Hello services-list,
since my very first contact with JSON, I was asking myself: Why can't people simply use XML? In the meantime I got aware of the advantages, especially for fast prototyping and high performance applications. However, when applications get larger, more complex and more mature the absence of schema information is problematic.
For example, I found writing the parser for the WikiData dump [1] quite exhausting. Alternatives like Json-lib work well for testing, but I was quite worried about stability after hitting a log tail bug [2]. Moreover, in the PHP Math extension it's often uncomfortable to figure out which JSON properties are set under certain circumstances [3]. Yesterday, I discovered another problem related to a missing JSON schema [4] which finally motivated me to start this effort to discuss about JSON schema options.
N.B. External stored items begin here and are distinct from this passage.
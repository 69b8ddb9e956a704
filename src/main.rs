use clap::Parser;
use estate_scout::cli::{execute_command, Cli};
use estate_scout::config::{init_logging, ClientConfig};
use estate_scout::{ApiPropertyRepository, HttpPropertyApi, PropertyApplication};
use std::sync::Arc;
use tracing::info;

#[tokio::main]
async fn main() -> anyhow::Result<()> {
    dotenvy::dotenv().ok();
    init_logging()?;

    let cli = Cli::parse();

    let mut config = ClientConfig::from_env()?;
    if let Some(base_url) = &cli.base_url {
        config = config.with_base_url(base_url)?;
    }
    info!("Using listing API at {}", config.base_url);

    let api = HttpPropertyApi::new(&config)?;
    let app = Arc::new(PropertyApplication::from_repository(
        ApiPropertyRepository::new(api),
    ));

    execute_command(cli.command, app).await
}
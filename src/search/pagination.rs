/// One page of an in-memory result set
#[derive(Debug, Clone, Copy, PartialEq, Eq)]
pub struct Paginated<'a, T> {
    pub items: &'a [T],
    pub page: usize,
    pub total_pages: usize,
    pub total_items: usize,
    per_page: usize,
}

impl<'a, T> Paginated<'a, T> {
    /// Slice `page` (1-based) out of `all`. Pages past the end are empty.
    pub fn new(all: &'a [T], page: usize, per_page: usize) -> Self {
        let page = page.max(1);
        let per_page = per_page.max(1);
        let start = (page - 1).saturating_mul(per_page).min(all.len());
        let end = (start + per_page).min(all.len());

        Self {
            items: &all[start..end],
            page,
            total_pages: total_pages(all.len(), per_page),
            total_items: all.len(),
            per_page,
        }
    }

    /// Page buttons, `1..=total_pages`
    pub fn pages(&self) -> Vec<usize> {
        (1..=self.total_pages).collect()
    }

    pub fn has_previous(&self) -> bool {
        self.page > 1
    }

    pub fn has_next(&self) -> bool {
        self.page < self.total_pages
    }

    /// 1-based positions of the first and last visible item, `None` when the page is empty
    pub fn range(&self) -> Option<(usize, usize)> {
        if self.items.is_empty() {
            return None;
        }
        let first = (self.page - 1).saturating_mul(self.per_page) + 1;
        Some((first, first + self.items.len() - 1))
    }
}

pub fn total_pages(total_items: usize, per_page: usize) -> usize {
    total_items.div_ceil(per_page.max(1))
}
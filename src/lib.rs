pub mod api;
pub mod application;
pub mod cli;
pub mod config;
pub mod errors;
pub mod models;
pub mod repository;
pub mod search;
pub mod services;
pub mod views;

pub use api::{HttpPropertyApi, PropertyApi};
pub use application::PropertyApplication;
pub use errors::{ApplicationError, TransportError};
pub use models::{FilterCriteria, FormattedProperty, Property, PropertyId, PropertyQuery};
pub use repository::{ApiPropertyRepository, PropertyReader};
pub use search::SearchView;
use serde::{Deserialize, Serialize};

pub const DEFAULT_PAGE: u32 = 1;
pub const DEFAULT_PAGE_SIZE: u32 = 10;
pub const MAX_PAGE_SIZE: u32 = 100;

/// Field the listing API can sort on
#[derive(Debug, Clone, Copy, PartialEq, Eq, Serialize, Deserialize)]
#[serde(rename_all = "lowercase")]
pub enum SortField {
    Price,
    Name,
}

impl SortField {
    pub fn as_str(&self) -> &'static str {
        match self {
            SortField::Price => "price",
            SortField::Name => "name",
        }
    }
}

#[derive(Debug, Clone, Copy, PartialEq, Eq, Serialize, Deserialize)]
#[serde(rename_all = "lowercase")]
pub enum SortOrder {
    Asc,
    Desc,
}

impl SortOrder {
    pub fn as_str(&self) -> &'static str {
        match self {
            SortOrder::Asc => "asc",
            SortOrder::Desc => "desc",
        }
    }
}

/// Search filters exactly as the user entered them.
///
/// Every text field uses the empty string for "not set". Numeric fields stay
/// text until `validate_filters` turns them into a [`PropertyQuery`].
#[derive(Debug, Clone, Default, PartialEq, Eq, Serialize, Deserialize)]
#[serde(rename_all = "camelCase", default)]
pub struct FilterCriteria {
    pub name: String,
    pub address: String,
    pub min_price: String,
    pub max_price: String,
    pub page: String,
    pub page_size: String,
    pub sort_by: Option<SortField>,
    pub sort_order: Option<SortOrder>,
}

impl FilterCriteria {
    pub fn with_page(mut self, page: u32) -> Self {
        self.page = page.to_string();
        self
    }

    pub fn with_page_size(mut self, page_size: u32) -> Self {
        self.page_size = page_size.to_string();
        self
    }

    pub fn sorted_by(mut self, field: SortField, order: SortOrder) -> Self {
        self.sort_by = Some(field);
        self.sort_order = Some(order);
        self
    }

    /// True when none of the user-editable search fields are set
    pub fn is_blank(&self) -> bool {
        [&self.name, &self.address, &self.min_price, &self.max_price]
            .iter()
            .all(|value| value.is_empty())
    }
}

/// Validated query sent to the listing API
#[derive(Debug, Clone, Default, PartialEq)]
pub struct PropertyQuery {
    pub name: Option<String>,
    pub address: Option<String>,
    pub min_price: Option<f64>,
    pub max_price: Option<f64>,
    pub page: Option<u32>,
    pub page_size: Option<u32>,
    pub sort_by: Option<SortField>,
    pub sort_order: Option<SortOrder>,
}

impl PropertyQuery {
    /// Query-string pairs for every field that is set, in wire order.
    pub fn to_query_pairs(&self) -> Vec<(&'static str, String)> {
        let mut pairs = Vec::new();

        if let Some(name) = self.name.as_ref().filter(|v| !v.is_empty()) {
            pairs.push(("name", name.clone()));
        }
        if let Some(address) = self.address.as_ref().filter(|v| !v.is_empty()) {
            pairs.push(("address", address.clone()));
        }
        if let Some(min_price) = self.min_price {
            pairs.push(("minPrice", min_price.to_string()));
        }
        if let Some(max_price) = self.max_price {
            pairs.push(("maxPrice", max_price.to_string()));
        }
        if let Some(page) = self.page {
            pairs.push(("page", page.to_string()));
        }
        if let Some(page_size) = self.page_size {
            pairs.push(("pageSize", page_size.to_string()));
        }
        if let Some(sort_by) = self.sort_by {
            pairs.push(("sortBy", sort_by.as_str().to_string()));
        }
        if let Some(sort_order) = self.sort_order {
            pairs.push(("sortOrder", sort_order.as_str().to_string()));
        }

        pairs
    }
}
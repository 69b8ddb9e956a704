//! Façade used by the views.
//!
//! This is the one place where transport failures become user-facing
//! messages, and where raw filter input is sanitized into a query.

use crate::errors::{ApplicationError, TransportError};
use crate::models::filters::{DEFAULT_PAGE, DEFAULT_PAGE_SIZE, MAX_PAGE_SIZE};
use crate::models::{FilterCriteria, FormattedProperty, Property, PropertyId, PropertyQuery};
use crate::repository::PropertyReader;
use crate::services::{format_address, format_price, PropertyService};
use tracing::{error, warn};

pub struct PropertyApplication<R> {
    service: PropertyService<R>,
}

impl<R: PropertyReader> PropertyApplication<R> {
    pub fn new(service: PropertyService<R>) -> Self {
        Self { service }
    }

    pub fn from_repository(repository: R) -> Self {
        Self::new(PropertyService::new(repository))
    }

    pub async fn load_properties(
        &self,
        filters: &FilterCriteria,
    ) -> Result<Vec<Property>, ApplicationError> {
        let query = validate_filters(filters);
        self.service.get_properties(&query).await.map_err(|e| {
            error!("Application error loading properties: {}", e);
            ApplicationError::LoadProperties
        })
    }

    pub async fn load_property_details(&self, id: &PropertyId) -> Result<Property, ApplicationError> {
        self.service.get_property_by_id(id).await.map_err(|e| match e {
            TransportError::NotFound => {
                warn!("Property {} not found", id);
                ApplicationError::PropertyNotFound
            }
            e => {
                error!("Application error loading property details: {}", e);
                ApplicationError::LoadPropertyDetails
            }
        })
    }

    /// Never fails: an empty list keeps the page usable when the API is down
    pub async fn load_top_properties(&self, limit: u32) -> Vec<Property> {
        match self.service.get_top_properties(limit).await {
            Ok(properties) => properties,
            Err(e) => {
                error!("Application error loading top properties: {}", e);
                Vec::new()
            }
        }
    }

    pub fn format_property_data(&self, property: Property) -> FormattedProperty {
        format_property_data(property)
    }
}

pub fn format_property_data(property: Property) -> FormattedProperty {
    FormattedProperty {
        formatted_price: format_price(property.price),
        formatted_address: format_address(&property.address),
        property,
    }
}

/// Sanitize raw filters into a query. Never rejects.
///
/// * `page` falls back to 1 when missing, non-numeric or below 1
/// * `page_size` falls back to 10 when missing, non-numeric or outside 1..=100
/// * a non-numeric `min_price`/`max_price` is dropped
pub fn validate_filters(filters: &FilterCriteria) -> PropertyQuery {
    let page = parse_integer(&filters.page)
        .filter(|page| *page >= 1)
        .and_then(|page| u32::try_from(page).ok())
        .unwrap_or(DEFAULT_PAGE);

    let page_size = parse_integer(&filters.page_size)
        .filter(|size| (1..=i64::from(MAX_PAGE_SIZE)).contains(size))
        .and_then(|size| u32::try_from(size).ok())
        .unwrap_or(DEFAULT_PAGE_SIZE);

    PropertyQuery {
        name: non_empty(&filters.name),
        address: non_empty(&filters.address),
        min_price: parse_price(&filters.min_price),
        max_price: parse_price(&filters.max_price),
        page: Some(page),
        page_size: Some(page_size),
        sort_by: filters.sort_by,
        sort_order: filters.sort_order,
    }
}

fn non_empty(value: &str) -> Option<String> {
    (!value.is_empty()).then(|| value.to_string())
}

fn parse_integer(value: &str) -> Option<i64> {
    value.trim().parse::<i64>().ok()
}

fn parse_price(value: &str) -> Option<f64> {
    value
        .trim()
        .parse::<f64>()
        .ok()
        .filter(|price| price.is_finite())
}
For the communication between services, we use spec files. This is a great thing. But would it not be even better to use a JSON schema even within services. So one could throw exceptions right at the place where the problem occurs. I'm aware that there are approaches for a JSON schema like [5], but I'm not sure if that is convenient to use in practice.
To keep the discussion focused, we could use "how HTTP errors are supposed to look" [6] as a running example to discuss how JSON schema definition and validation could work.
Best Physikerwelt
PS: This is my first post the services-list. I hope it fits well to the idea of this list.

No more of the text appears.